Start of Data to use
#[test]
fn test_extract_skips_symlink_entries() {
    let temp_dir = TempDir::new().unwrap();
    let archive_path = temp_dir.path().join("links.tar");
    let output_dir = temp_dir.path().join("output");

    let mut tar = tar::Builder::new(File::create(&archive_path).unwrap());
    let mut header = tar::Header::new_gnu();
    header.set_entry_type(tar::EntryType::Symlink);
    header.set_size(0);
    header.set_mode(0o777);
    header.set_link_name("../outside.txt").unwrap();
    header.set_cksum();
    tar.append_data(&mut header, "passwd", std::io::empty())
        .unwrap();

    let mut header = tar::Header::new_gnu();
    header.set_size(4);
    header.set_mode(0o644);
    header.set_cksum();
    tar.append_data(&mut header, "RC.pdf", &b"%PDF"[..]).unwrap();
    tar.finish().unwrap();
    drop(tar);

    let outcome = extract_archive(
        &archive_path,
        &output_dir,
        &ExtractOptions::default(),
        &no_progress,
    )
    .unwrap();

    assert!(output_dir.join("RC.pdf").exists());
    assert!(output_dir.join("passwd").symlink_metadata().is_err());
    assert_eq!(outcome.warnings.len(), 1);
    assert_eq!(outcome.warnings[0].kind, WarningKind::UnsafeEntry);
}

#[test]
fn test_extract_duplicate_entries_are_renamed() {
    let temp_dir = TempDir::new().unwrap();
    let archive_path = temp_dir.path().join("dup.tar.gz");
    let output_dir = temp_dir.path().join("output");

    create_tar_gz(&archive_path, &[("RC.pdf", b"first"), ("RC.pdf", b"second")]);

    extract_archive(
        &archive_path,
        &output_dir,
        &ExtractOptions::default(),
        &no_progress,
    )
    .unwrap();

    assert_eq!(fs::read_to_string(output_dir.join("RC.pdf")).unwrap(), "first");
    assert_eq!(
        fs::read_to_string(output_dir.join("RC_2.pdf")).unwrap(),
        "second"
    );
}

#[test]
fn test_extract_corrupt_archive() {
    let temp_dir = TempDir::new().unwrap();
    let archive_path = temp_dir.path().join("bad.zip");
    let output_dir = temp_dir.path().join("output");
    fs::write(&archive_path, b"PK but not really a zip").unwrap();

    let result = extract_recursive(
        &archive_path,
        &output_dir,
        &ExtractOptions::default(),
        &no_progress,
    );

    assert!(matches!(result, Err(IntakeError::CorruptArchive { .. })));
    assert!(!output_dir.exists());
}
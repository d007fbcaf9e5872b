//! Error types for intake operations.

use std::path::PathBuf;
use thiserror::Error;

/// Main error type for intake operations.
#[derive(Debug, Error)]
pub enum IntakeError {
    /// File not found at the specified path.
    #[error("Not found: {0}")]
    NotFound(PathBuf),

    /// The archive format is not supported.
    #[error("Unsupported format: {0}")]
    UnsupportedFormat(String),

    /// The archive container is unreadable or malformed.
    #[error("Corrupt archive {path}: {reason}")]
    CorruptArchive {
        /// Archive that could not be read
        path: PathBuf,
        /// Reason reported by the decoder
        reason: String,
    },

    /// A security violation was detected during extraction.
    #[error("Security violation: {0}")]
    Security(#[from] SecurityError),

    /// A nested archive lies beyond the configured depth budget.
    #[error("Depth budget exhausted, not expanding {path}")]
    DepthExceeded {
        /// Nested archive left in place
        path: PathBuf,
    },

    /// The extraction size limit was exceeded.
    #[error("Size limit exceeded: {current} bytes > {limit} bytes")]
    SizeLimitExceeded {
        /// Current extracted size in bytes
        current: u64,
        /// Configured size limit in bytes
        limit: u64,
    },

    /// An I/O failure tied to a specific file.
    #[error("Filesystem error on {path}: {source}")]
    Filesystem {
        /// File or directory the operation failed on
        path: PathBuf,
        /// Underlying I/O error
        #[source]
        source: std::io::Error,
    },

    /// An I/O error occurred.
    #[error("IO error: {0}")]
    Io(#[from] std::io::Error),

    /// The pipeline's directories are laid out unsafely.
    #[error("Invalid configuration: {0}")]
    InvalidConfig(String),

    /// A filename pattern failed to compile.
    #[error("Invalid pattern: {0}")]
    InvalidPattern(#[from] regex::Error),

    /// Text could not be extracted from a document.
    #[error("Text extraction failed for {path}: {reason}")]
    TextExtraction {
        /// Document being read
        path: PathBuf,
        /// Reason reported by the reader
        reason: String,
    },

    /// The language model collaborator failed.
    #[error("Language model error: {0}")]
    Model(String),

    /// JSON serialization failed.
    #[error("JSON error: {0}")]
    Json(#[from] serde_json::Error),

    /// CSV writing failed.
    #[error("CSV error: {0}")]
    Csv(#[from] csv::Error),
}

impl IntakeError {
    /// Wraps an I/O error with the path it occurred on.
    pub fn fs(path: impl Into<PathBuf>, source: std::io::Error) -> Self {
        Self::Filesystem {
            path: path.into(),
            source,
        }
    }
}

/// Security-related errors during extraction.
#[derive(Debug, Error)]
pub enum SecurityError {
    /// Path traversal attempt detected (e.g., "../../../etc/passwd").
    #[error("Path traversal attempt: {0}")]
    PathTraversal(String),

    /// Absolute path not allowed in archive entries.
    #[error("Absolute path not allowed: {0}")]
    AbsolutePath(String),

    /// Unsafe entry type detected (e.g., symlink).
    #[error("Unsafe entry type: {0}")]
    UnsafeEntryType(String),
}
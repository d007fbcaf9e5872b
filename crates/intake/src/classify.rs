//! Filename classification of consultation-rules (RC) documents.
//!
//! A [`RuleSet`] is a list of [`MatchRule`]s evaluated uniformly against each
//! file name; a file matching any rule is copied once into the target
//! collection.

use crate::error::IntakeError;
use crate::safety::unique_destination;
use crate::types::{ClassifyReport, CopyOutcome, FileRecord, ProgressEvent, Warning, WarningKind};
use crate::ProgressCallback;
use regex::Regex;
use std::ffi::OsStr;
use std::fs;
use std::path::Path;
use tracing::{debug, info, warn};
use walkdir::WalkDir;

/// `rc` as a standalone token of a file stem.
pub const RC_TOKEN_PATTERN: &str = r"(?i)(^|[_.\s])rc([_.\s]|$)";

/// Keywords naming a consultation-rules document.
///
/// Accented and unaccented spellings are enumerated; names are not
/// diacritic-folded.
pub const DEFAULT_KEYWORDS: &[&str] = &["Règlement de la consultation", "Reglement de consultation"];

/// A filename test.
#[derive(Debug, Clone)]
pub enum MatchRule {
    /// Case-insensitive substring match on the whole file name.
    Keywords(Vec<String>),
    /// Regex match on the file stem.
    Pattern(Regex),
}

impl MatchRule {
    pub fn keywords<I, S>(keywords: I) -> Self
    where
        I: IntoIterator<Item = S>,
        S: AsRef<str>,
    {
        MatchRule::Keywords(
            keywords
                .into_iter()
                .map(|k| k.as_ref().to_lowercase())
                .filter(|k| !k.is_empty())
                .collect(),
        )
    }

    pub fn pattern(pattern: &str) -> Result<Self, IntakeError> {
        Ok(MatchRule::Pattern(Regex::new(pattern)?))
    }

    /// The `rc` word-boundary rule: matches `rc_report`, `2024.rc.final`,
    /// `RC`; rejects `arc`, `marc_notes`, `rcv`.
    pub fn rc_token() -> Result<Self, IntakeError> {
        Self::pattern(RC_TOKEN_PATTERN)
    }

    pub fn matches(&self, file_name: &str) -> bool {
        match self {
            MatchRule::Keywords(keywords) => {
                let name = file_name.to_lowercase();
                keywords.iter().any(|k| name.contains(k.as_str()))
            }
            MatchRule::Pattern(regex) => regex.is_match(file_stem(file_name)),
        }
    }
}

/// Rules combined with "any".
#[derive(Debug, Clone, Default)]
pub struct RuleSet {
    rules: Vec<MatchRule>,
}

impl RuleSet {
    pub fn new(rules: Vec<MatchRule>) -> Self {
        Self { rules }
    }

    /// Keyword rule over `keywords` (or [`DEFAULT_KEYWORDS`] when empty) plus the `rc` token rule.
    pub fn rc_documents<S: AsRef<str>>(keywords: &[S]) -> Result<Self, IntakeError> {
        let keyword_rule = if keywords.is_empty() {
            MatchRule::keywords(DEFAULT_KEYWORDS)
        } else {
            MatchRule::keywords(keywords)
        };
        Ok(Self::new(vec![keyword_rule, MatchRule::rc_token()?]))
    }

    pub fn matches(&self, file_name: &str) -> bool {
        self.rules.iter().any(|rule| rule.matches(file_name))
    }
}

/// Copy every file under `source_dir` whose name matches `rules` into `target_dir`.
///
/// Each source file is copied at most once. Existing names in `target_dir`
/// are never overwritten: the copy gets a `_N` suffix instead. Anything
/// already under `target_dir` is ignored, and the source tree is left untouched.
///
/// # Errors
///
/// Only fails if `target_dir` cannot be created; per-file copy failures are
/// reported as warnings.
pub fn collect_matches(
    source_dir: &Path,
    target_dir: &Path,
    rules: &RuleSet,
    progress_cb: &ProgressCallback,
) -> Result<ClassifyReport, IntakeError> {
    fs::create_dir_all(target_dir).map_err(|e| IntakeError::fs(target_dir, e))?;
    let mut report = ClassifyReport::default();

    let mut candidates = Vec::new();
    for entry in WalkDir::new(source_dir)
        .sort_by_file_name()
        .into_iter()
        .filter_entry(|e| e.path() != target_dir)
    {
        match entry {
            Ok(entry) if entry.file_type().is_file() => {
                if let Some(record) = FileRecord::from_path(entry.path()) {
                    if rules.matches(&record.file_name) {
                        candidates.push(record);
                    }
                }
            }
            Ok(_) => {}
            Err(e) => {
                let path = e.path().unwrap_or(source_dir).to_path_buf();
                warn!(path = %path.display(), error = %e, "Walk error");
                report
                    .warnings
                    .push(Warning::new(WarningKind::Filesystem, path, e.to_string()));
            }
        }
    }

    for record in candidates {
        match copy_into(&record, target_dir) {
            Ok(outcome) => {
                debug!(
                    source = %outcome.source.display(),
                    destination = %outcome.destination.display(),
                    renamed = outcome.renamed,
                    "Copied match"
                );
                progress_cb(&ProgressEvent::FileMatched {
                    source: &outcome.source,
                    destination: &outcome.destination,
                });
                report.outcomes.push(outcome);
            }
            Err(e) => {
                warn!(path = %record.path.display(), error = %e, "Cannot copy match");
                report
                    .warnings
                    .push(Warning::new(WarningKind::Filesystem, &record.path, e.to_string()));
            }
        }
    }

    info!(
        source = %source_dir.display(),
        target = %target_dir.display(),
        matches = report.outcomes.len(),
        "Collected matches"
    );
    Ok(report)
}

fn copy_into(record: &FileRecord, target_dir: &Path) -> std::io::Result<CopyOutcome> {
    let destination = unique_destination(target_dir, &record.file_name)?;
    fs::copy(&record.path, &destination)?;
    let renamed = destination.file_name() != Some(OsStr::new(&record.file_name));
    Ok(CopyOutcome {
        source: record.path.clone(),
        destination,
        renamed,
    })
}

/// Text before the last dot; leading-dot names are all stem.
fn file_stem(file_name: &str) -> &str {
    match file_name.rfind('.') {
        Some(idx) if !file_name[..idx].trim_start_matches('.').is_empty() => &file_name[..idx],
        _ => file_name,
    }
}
End of Data to use
◆ Task details
Please report every line of the listing that contains the string "WalkDir".

◆ Task output
use walkdir::WalkDir;
    for entry in WalkDir::new(source_dir)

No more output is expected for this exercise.